12-13-2012 posted by Acypl

I am very honored to have been selected as an ACYPL delegate, but being able to visit Vietnam is beyond and opportunity for me, it carries very special personal significance.

My father fought in the war, and was near DaNag in 1967.  He never spoke of his service much, so I have very little understanding of what he did or where he was.  It was just a subject that wasn’t really discussed in the household.  He died a day before his 66th birthday from lung cancer; while in Vietnam he was sprayed with Agent Orange.

After his death, as my brother and I were looking for paperwork needed for the VA, we stumbled upon a massive collection of letters that he wrote home, pictures he took, and stories and poems he wrote while in the VA Hospital.  My mother told us, that he often said he would like to take us here one day.

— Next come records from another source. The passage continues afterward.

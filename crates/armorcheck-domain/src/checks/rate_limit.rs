use super::Expectation;
use crate::model::{RuleSpec, ThresholdSpec};
use armorcheck_types::ids;

const CHECK: &str = ids::CHECK_RULE_RATE_LIMIT;
const CODE: &str = ids::CODE_FIELD_MISMATCH;

pub fn expectations(spec: &RuleSpec, out: &mut Vec<Expectation>) {
    let Some(rl) = &spec.rate_limit else {
        return;
    };

    let mut push = |field: &str, value: &Option<String>| {
        if let Some(v) = value {
            out.push(Expectation::text(
                CHECK,
                CODE,
                &format!("rateLimitOptions.{field}"),
                v,
            ));
        }
    };

    push("conformAction", &rl.conform_action);
    push("exceedAction", &rl.exceed_action);
    push("enforceOnKey", &rl.enforce_on_key);
    if let Some(t) = &rl.rate_limit_threshold {
        threshold(&mut push, "rateLimitThreshold", t);
    }
    push("banDurationSec", &rl.ban_duration_sec);
    if let Some(t) = &rl.ban_threshold {
        threshold(&mut push, "banThreshold", t);
    }
}

fn threshold(push: &mut impl FnMut(&str, &Option<String>), name: &str, t: &ThresholdSpec) {
    push(&format!("{name}.count"), &t.count);
    push(&format!("{name}.intervalSec"), &t.interval_sec);
}
use crate::{RenderableReport, RenderableSeverity};

/// Render findings as GitHub Actions workflow command annotations.
///
/// Format:
/// `::{level} title={subject} {field}::[{check_id}:{code}] {message}`
///
/// Findings have no source file, so the subject goes into the title.
pub fn render_github_annotations(report: &RenderableReport) -> Vec<String> {
    let mut out = Vec::new();

    for f in &report.findings {
        let level = match f.severity {
            RenderableSeverity::Error => "error",
            RenderableSeverity::Warning => "warning",
            RenderableSeverity::Info => "notice",
        };

        let title = f.location.as_ref().map(|loc| match &loc.field {
            Some(field) => format!("{} {}", loc.subject(), field),
            None => loc.subject(),
        });

        let check_id = f.check_id.as_deref().unwrap_or("armorcheck");
        let message = escape_data(&format!("[{}:{}] {}", check_id, f.code, f.message));

        match title {
            Some(t) => out.push(format!("::{} title={}::{}", level, escape_property(&t), message)),
            None => out.push(format!("::{}::{}", level, message)),
        }
    }

    out
}

fn escape_data(s: &str) -> String {
    s.replace('%', "%25")
        .replace('\r', "%0D")
        .replace('\n', "%0A")
}

fn escape_property(s: &str) -> String {
    escape_data(s).replace(':', "%3A").replace(',', "%2C")
}
//! Serializable logger configuration
//!
//! A plain data description of a logger (level, format and format options) that can be
//! loaded from JSON and turned into a [`Logger`](crate::Logger) with
//! [`Logger::from_config`](crate::Logger::from_config).

use super::error::{LoggerError, Result};
use super::formatter::Formatter;
use super::log_level::LogLevel;
use super::output_format::OutputFormat;
use super::timestamp::TimestampFormat;
use chrono::format::{Item, StrftimeItems};
use serde::{Deserialize, Serialize};

/// Logger configuration
///
/// The level is kept as text: an unrecognized level is not an error and selects INFO.
///
/// # Example
///
/// ```
/// use rust_chain_logger::core::{LoggerConfig, OutputFormat};
///
/// let config = LoggerConfig::from_json(r#"{"level": "warn", "format": "logfmt"}"#).unwrap();
/// assert_eq!(config.format, OutputFormat::Logfmt);
/// ```
#[derive(Debug, Clone, PartialEq, Eq, Serialize, Deserialize)]
#[serde(default, deny_unknown_fields)]
pub struct LoggerConfig {
    pub level: String,
    pub format: OutputFormat,
    /// Pretty-printed JSON; only valid with the json format
    pub pretty: bool,
    pub timestamp_format: TimestampFormat,
    /// ANSI colors for the text format
    pub colors: bool,
}

impl Default for LoggerConfig {
    fn default() -> Self {
        Self {
            level: LogLevel::Info.to_str().to_string(),
            format: OutputFormat::default(),
            pretty: false,
            timestamp_format: TimestampFormat::default(),
            colors: false,
        }
    }
}

impl LoggerConfig {
    #[must_use]
    pub fn new() -> Self {
        Self::default()
    }

    pub fn from_json(json: &str) -> Result<Self> {
        Ok(serde_json::from_str(json)?)
    }

    #[must_use]
    pub fn with_level(mut self, level: impl Into<String>) -> Self {
        self.level = level.into();
        self
    }

    #[must_use]
    pub fn with_format(mut self, format: OutputFormat) -> Self {
        self.format = format;
        self
    }

    #[must_use]
    pub fn with_pretty(mut self, pretty: bool) -> Self {
        self.pretty = pretty;
        self
    }

    #[must_use]
    pub fn with_timestamp_format(mut self, format: TimestampFormat) -> Self {
        self.timestamp_format = format;
        self
    }

    #[must_use]
    pub fn with_colors(mut self, colors: bool) -> Self {
        self.colors = colors;
        self
    }

    /// Effective minimum level
    pub fn min_level(&self) -> LogLevel {
        LogLevel::parse_or_default(&self.level)
    }

    /// Reject option combinations that cannot be honored
    pub fn validate(&self) -> Result<()> {
        if self.pretty && self.format != OutputFormat::Json {
            return Err(LoggerError::config(
                "LoggerConfig",
                format!("pretty printing is not available for the {} format", self.format),
            ));
        }

        if let TimestampFormat::Custom(ref pattern) = self.timestamp_format {
            if pattern.trim().is_empty() {
                return Err(LoggerError::config(
                    "LoggerConfig",
                    "custom timestamp format is empty",
                ));
            }
            if StrftimeItems::new(pattern).any(|item| matches!(item, Item::Error)) {
                return Err(LoggerError::config(
                    "LoggerConfig",
                    format!("invalid strftime pattern '{}'", pattern),
                ));
            }
        }

        Ok(())
    }

    /// Formatter described by this configuration
    pub fn formatter(&self) -> Box<dyn Formatter> {
        self.format
            .formatter(self.pretty, &self.timestamp_format, self.colors)
    }
}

And now I find myself here, with a little trepidation as to how you approach a subject, like the war, with the other side.

It was very enlightening for me to hear Mr. Vu Xuan Hong, president of the Vietnam Union of Friendship Organizations, discuss the issue quite bluntly.  In Vietnam’s long history, they have been occupied many times.  But it is also in the Vietnamese nature to forgive, not to forget the past, but to move on.

Now the relationship between the US and Vietnam flourishes through trade and dialogue.  Vietnam’s open door policy has been a positive development.  They have opened their doors to international investment, tourists, and various exchange programs, ACYPL being one of them.

Vietnam also has a very young population, who didn’t live through the war, they have no recollection, and they are mostly interested in learning about American culture, and do so through the internet.  We learn that in the short 15 years that Vietnam has had the internet, they have the 8th highest usage among countries.

And as we talk about US-Vietnam relationships, Mr. Hong brings up the legacy of Agent Orange, and how it is still impacting Vietnam.  It is an issue that has to be faced and dealt with, not only has the usage of this chemical contaminated the country side, but it has had impact on its citizens, in certain situations it has also cause genetic health issues for 3rd or 4th generations.  Mr. Hong makes a very resilient point that if the family loses the son to health issues, that family’s future is over.

He makes a strong case that Vietnam is not looking for restitution, but rather for humanitarian aid to deal with this lasting war “relic.”